Lexington College
- Former name: Lexington Institute of Hospitality Careers
- Type: Private women's college
- Active: 1977–2014
- Accreditation: Higher Learning Commission
- Religious affiliation: Roman Catholic
- Location: Chicago, Illinois, United States

= Lexington College =

College in Illinois

Lexington College was a Catholic women's college located in Chicago, Illinois, United States. The curriculum was focused entirely on hospitality management studies.

Originally known as the Lexington Institute of Hospitality Careers, the college opened in 1977 and closed in 2014.

==History==

Lexington was founded in 1977 by three Chicago-area laywomen – Helen Healy, Nancy McCormack, and Ann Jans – who were inspired by their affiliation with Opus Dei. Before his death in 1973, Opus Dei founder Josemaría Escrivá had encouraged them to start a U.S.-based program to train women in hospitality. The school was the US' only women-only hospitality program.

Lexington was originally named the Lexington Institute of Hospitality Careers, in honor of the street upon which its first campus, in Chicago's West Side, was located. In 1993, it received accreditation from The Higher Learning Commission, and in 1995, the name changed to Lexington College. By 1998, the college was based at a small campus in Morgan Park that offered three classrooms, one dormitory, a one-room library, a bookstore, and a chapel to serve its approximately 50 students. By 2003, Lexington had moved to the West Loop and shared a building with an Opus Dei tutoring center. By 2010, it was located in Greektown.

In May 2014, the president of Lexington College posted a message on the college website announcing the closure of the college at the end of the academic year.
After Lexington's articles of incorporation were dissolved, all of the transcripts of its students were transferred to the Illinois Board of Higher Education (IBHE). Students who had been studying in the Bachelor's degree program were eligible to transfer to Kendall College or Roosevelt University to complete their degrees.

==Affiliation==

Lexington was affiliated with Opus Dei. Opus Dei referred to Lexington as "a corporate work of Opus Dei," with a "philosophy of education...inspired by the social teachings of the Catholic Church."

Lexington College itself objected to media descriptions of it being an Opus Dei-run institution, saying that the college represented diverse viewpoints and that descriptions of it being Opus Dei-operated were "not accurate." They acknowledged having members of Opus Dei on its staff and board (including an Opus Dei chaplain), and working the organization's teachings into the curriculum, but said the college was "inspired by the social teachings of the Catholic Church" as opposed to Opus Dei specifically and that they did not require students to be Catholic. In John L. Allen Jr.'s book Opus Dei, Lexington's president said that about 20 students had become numeraries between 1977 and 2005, suggesting that the college was not intended as an Opus Dei recruiting tool.

The Princeton Review and the College Board, two national clearinghouses for information on U.S. higher education institutions, described the college as being affiliated with the Roman Catholic Church.

==Academic and student life==

The founders wanted Lexington to focus on guiding women towards professional careers while being introduced to the teachings of Escrivá and practicing service to others. In addition to hospitality training, students took courses in liberal arts, with an emphasis on ethical and religious teachings. Accounting, literature, and housekeeping were all taught, as was a course called "Good News of the Bible," taught by the Opus Dei regional vicar. An Opus Dei mass was offered daily. Other topics of instruction included the history, presentation, and etiquette of afternoon tea; table manners; holiday dining; and children's dining. Students were required to complete externships during their second year of enrollment. The student body size was kept small to provide more focused education and training.

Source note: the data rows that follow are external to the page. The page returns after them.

//! lichess stats card.

use log::debug;

use crate::{
    formatter::{Accent, Card, Field, Logo, NO_DATA, format_number, format_wdl, round2},
    lichess::{GameCount, GamePerf, Perfs, PlayTime, StormPerf, UserPublicData},
};

const SECONDS_PER_HOUR: f64 = 3600.0;

/// Labels of the rated categories, in display order.
const GAME_CATEGORIES: [&str; 6] = [
    "Blitz",
    "Bullet",
    "Ultrabullet",
    "Rapid",
    "Classical",
    "Correspondence",
];

/// Builds the stats card of a lichess player.
///
/// Fields, in order: General, Blitz, Bullet, Ultrabullet, Rapid, Classical,
/// Correspondence, Puzzles and Puzzle Storm.
pub fn format_lichess_stats(username: &str, user: &UserPublicData) -> Card {
    let mut card = Card::new(&format!("Stats for {}", username), Accent::LighterGrey);
    card.thumbnail = Some(Logo::Lichess);

    card.fields.push(Field::new(
        "General",
        format_general(user.play_time.as_ref(), user.count.as_ref()),
    ));

    let default_perfs = Perfs::default();
    let perfs = user.perfs.as_ref().unwrap_or(&default_perfs);

    let game_perfs = [
        &perfs.blitz,
        &perfs.bullet,
        &perfs.ultra_bullet,
        &perfs.rapid,
        &perfs.classical,
        &perfs.correspondence,
    ];
    for (label, perf) in GAME_CATEGORIES.iter().zip(game_perfs) {
        card.fields.push(Field::new(
            label,
            format_perf(perf.as_ref(), "Games Played"),
        ));
    }

    card.fields.push(Field::new(
        "Puzzles",
        format_perf(perfs.puzzle.as_ref(), "Puzzles Completed"),
    ));
    card.fields.push(Field::new(
        "Puzzle Storm",
        format_storm(perfs.storm.as_ref()),
    ));

    debug!("lichess card for {}: {:?}", username, card);

    card
}

fn format_general(play_time: Option<&PlayTime>, count: Option<&GameCount>) -> String {
    let (Some(play_time), Some(count)) = (play_time, count) else {
        return NO_DATA.to_owned();
    };

    format!(
        "Total Playtime: {} hours\nTime on TV: {} hours\nTotal # of Games: {}\n{}",
        format_number(round2(play_time.total as f64 / SECONDS_PER_HOUR)),
        format_number(round2(play_time.tv as f64 / SECONDS_PER_HOUR)),
        count.all,
        format_wdl(count.win, count.draw, count.loss)
    )
}

fn format_perf(perf: Option<&GamePerf>, games_label: &str) -> String {
    match perf {
        Some(perf) => format!(
            "Current Rating: {}\n{}: {}",
            perf.rating, games_label, perf.games
        ),
        None => NO_DATA.to_owned(),
    }
}

fn format_storm(storm: Option<&StormPerf>) -> String {
    match storm {
        Some(storm) => format!(
            "Highest Score: {}\nRuns Completed: {}",
            storm.score, storm.runs
        ),
        None => NO_DATA.to_owned(),
    }
}
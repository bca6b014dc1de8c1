//! Matrix client creation.
//!
//! The first start logs in with the account password and stores the session.
//! Later starts restore the stored session so the bot keeps a single device.

use log::{debug, info};
use matrix_sdk::{Client, ruma::OwnedUserId};

use crate::matrix::{UserCredentials, session::MatrixSession};

/// Returns a logged-in client, restoring the stored session when there is one.
pub async fn setup_client(
    user_credentials: &UserCredentials,
    matrix_session: &MatrixSession,
) -> Result<Client, anyhow::Error> {
    match matrix_session.user_session().await {
        Some(user_session) => {
            info!("restoring matrix session from disk");
            let client = build_client(user_credentials, matrix_session).await?;
            client.restore_session(user_session).await?;
            info!("matrix session restored");
            Ok(client)
        }
        None => create_session(user_credentials, matrix_session).await,
    }
}

async fn build_client(
    user_credentials: &UserCredentials,
    matrix_session: &MatrixSession,
) -> Result<Client, anyhow::Error> {
    let user_id: OwnedUserId = user_credentials.user_id.clone().try_into()?;
    let client = Client::builder()
        .server_name(user_id.server_name())
        .sqlite_store(matrix_session.store_path(), None)
        .build()
        .await?;

    debug!("matrix client created for {}", user_id);
    Ok(client)
}

async fn create_session(
    user_credentials: &UserCredentials,
    matrix_session: &MatrixSession,
) -> Result<Client, anyhow::Error> {
    info!("logging in as {}", user_credentials.user_id);

    let client = build_client(user_credentials, matrix_session).await?;
    let user_id: OwnedUserId = user_credentials.user_id.clone().try_into()?;

    client
        .matrix_auth()
        .login_username(user_id, &user_credentials.password)
        .initial_device_display_name("sparky bot")
        .send()
        .await?;

    let user_session = client
        .matrix_auth()
        .session()
        .ok_or_else(|| anyhow::anyhow!("no session after login"))?;
    matrix_session.persist_user_session(user_session).await?;

    info!("matrix login complete");
    Ok(client)
}
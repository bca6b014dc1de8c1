//! Interactive time-control selection for `!challenge`.
//!
//! The bot answers `!challenge` with a prompt listing the [`PRESETS`] and seeds
//! one reaction per preset. The issuer picks a time control by reacting to the
//! prompt. Each prompt is tracked by a selector in the
//! [`SelectorRegistry`] until it is dispatched or expires.
//!
//! # Modules
//!
//! - `preset` - The ten offered time controls
//! - `state` - State machine of a single prompt
//! - `registry` - Shared map of open prompts and their expiry

mod preset;
mod registry;
mod state;

#[cfg(test)]
pub use crate::selector::preset::find_preset;
pub use crate::selector::preset::{PRESETS, TimeControlPreset};
pub use crate::selector::registry::SelectorRegistry;
//! Matrix protocol integration for the bot.
//!
//! This module provides the chat gateway of the bot:
//! - Login and session persistence in the data directory
//! - Real-time synchronization of messages and reactions
//! - Replies as plain text, Markdown cards, images and reaction prompts
//!
//! # Architecture
//!
//! The module is structured around the [`MatrixClient`] which coordinates:
//! - **Login**: Password login or session restoration via the login submodule
//! - **Session**: Session and sync token persistence via the session submodule
//! - **Sync**: Event handling and room auto-join via the sync submodule

mod client;
mod login;
mod session;
mod sync;

#[cfg(test)]
pub use crate::matrix::client::MockPromptApi;
pub use crate::matrix::client::{MatrixClient, PromptApi, ReplyTarget};
pub use crate::matrix::sync::ChatEvent;

/// User credentials for a Matrix account
#[derive(Debug, Clone)]
pub struct UserCredentials {
    /// User ID of the matrix account
    pub user_id: String,
    /// Password of the matrix account
    pub password: String,
}
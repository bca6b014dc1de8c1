//! Stats command handler.
//!
//! Looks a player up on the requested platform and formats the profile as a
//! card. The platform is checked before any request is sent.

use log::debug;

use crate::{
    chesscom::ChessComApi,
    commands::{CommandError, Platform, Reply},
    formatter::{format_chesscom_stats, format_lichess_stats},
    lichess::LichessApi,
};

/// Returns the stats card of `username` on `platform`.
///
/// # Errors
///
/// - [`CommandError::InvalidPlatform`] if `platform` is neither `chess.com`
///   nor `lichess.org`
/// - [`CommandError::Remote`] if the lookup fails
pub async fn handle_stats<L: LichessApi, C: ChessComApi>(
    lichess: &L,
    chesscom: &C,
    platform: &str,
    username: &str,
) -> Result<Reply, CommandError> {
    debug!("handling stats command: {} {}", platform, username);

    let card = match platform.parse::<Platform>()? {
        Platform::ChessCom => {
            let stats = chesscom.get_player_stats(username).await?;
            format_chesscom_stats(username, &stats)
        }
        Platform::Lichess => {
            let user = lichess.get_user(username).await?;
            format_lichess_stats(username, &user)
        }
    };

    Ok(Reply::Card(card))
}

#[cfg(test)]
mod tests {
    use super::*;
    use crate::{
        chesscom::{GameStats, MockChessComApi, PlayerStats, RatingPoint, Record},
        formatter::{Accent, NO_DATA},
        lichess::{GameCount, MockLichessApi, PlayTime, UserPublicData},
    };

    #[tokio::test]
    async fn test_chesscom_stats() {
        let mock_lichess = MockLichessApi::new();
        let mut mock_chesscom = MockChessComApi::new();
        mock_chesscom
            .expect_get_player_stats()
            .with(mockall::predicate::eq("alice"))
            .times(1)
            .returning(|_| {
                Ok(PlayerStats {
                    chess_blitz: Some(GameStats {
                        last: RatingPoint { rating: 1500 },
                        best: Some(RatingPoint { rating: 1600 }),
                        record: Record {
                            win: 5,
                            loss: 3,
                            draw: 2,
                        },
                    }),
                    ..Default::default()
                })
            });

        let reply = handle_stats(&mock_lichess, &mock_chesscom, "chess.com", "alice")
            .await
            .unwrap();

        let Reply::Card(card) = reply else {
            panic!("Expected a card");
        };
        assert_eq!(card.title, "Stats for alice");
        assert_eq!(card.accent, Accent::Green);
        assert_eq!(card.field("Daily"), Some(NO_DATA));
        assert!(card.field("Blitz").unwrap().contains("Current: 1500"));
    }

    #[tokio::test]
    async fn test_lichess_stats() {
        let mut mock_lichess = MockLichessApi::new();
        let mock_chesscom = MockChessComApi::new();
        mock_lichess
            .expect_get_user()
            .with(mockall::predicate::eq("bob"))
            .times(1)
            .returning(|_| {
                Ok(UserPublicData {
                    username: Some("Bob".to_owned()),
                    play_time: Some(PlayTime { total: 0, tv: 0 }),
                    count: Some(GameCount::default()),
                    perfs: None,
                })
            });

        let reply = handle_stats(&mock_lichess, &mock_chesscom, "lichess.org", "bob")
            .await
            .unwrap();

        let Reply::Card(card) = reply else {
            panic!("Expected a card");
        };
        assert_eq!(card.accent, Accent::LighterGrey);
        assert!(card.field("General").unwrap().ends_with("W/D/L: 0% / 0% / 0%"));
    }

    #[tokio::test]
    async fn test_invalid_platform_sends_nothing() {
        let mut mock_lichess = MockLichessApi::new();
        let mut mock_chesscom = MockChessComApi::new();
        mock_lichess.expect_get_user().times(0);
        mock_chesscom.expect_get_player_stats().times(0);

        let result = handle_stats(&mock_lichess, &mock_chesscom, "chess24", "alice").await;

        assert!(matches!(result, Err(CommandError::InvalidPlatform)));
    }

    #[tokio::test]
    async fn test_unknown_player() {
        let mock_lichess = MockLichessApi::new();
        let mut mock_chesscom = MockChessComApi::new();
        mock_chesscom
            .expect_get_player_stats()
            .times(1)
            .returning(|_| Err(anyhow::anyhow!("HTTP status client error (404 Not Found)")));

        let result = handle_stats(&mock_lichess, &mock_chesscom, "chess.com", "nobody").await;

        assert!(matches!(result, Err(CommandError::Remote(_))));
    }
}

The college was noted for its diversity, starting with a group of Hispanic women in 1977 and by the turn of the 21st century ranking seventh nationally among all women's colleges for its percentage of Black students. In 2007, the College Board reported that Lexington was a Hispanic-serving institution, with a student body that was 44% Black/Non-Hispanic, 39% Hispanic, 11% White/Non-Hispanic, and 6% Non-Resident Alien. That same year, it was the smallest institution in Illinois to offer Bachelor's degrees, with 56 students.

Lexington followed an open admissions process, admitting any student who had attained at least a 2.0 GPA in high school and submitted an admission essay and high school transcript. 200 students were reported to pass through each year.

All students graduating from Lexington received either the Bachelor of Applied Science or the Associate of Applied Science. Students could major in Hospitality Management with a concentration in culinary arts, hotel/restaurant management, event planning, or health care and wellness. Students had to complete one (A.A.S.) or two (B.A.S.) internships while attending Lexington to receive their degrees.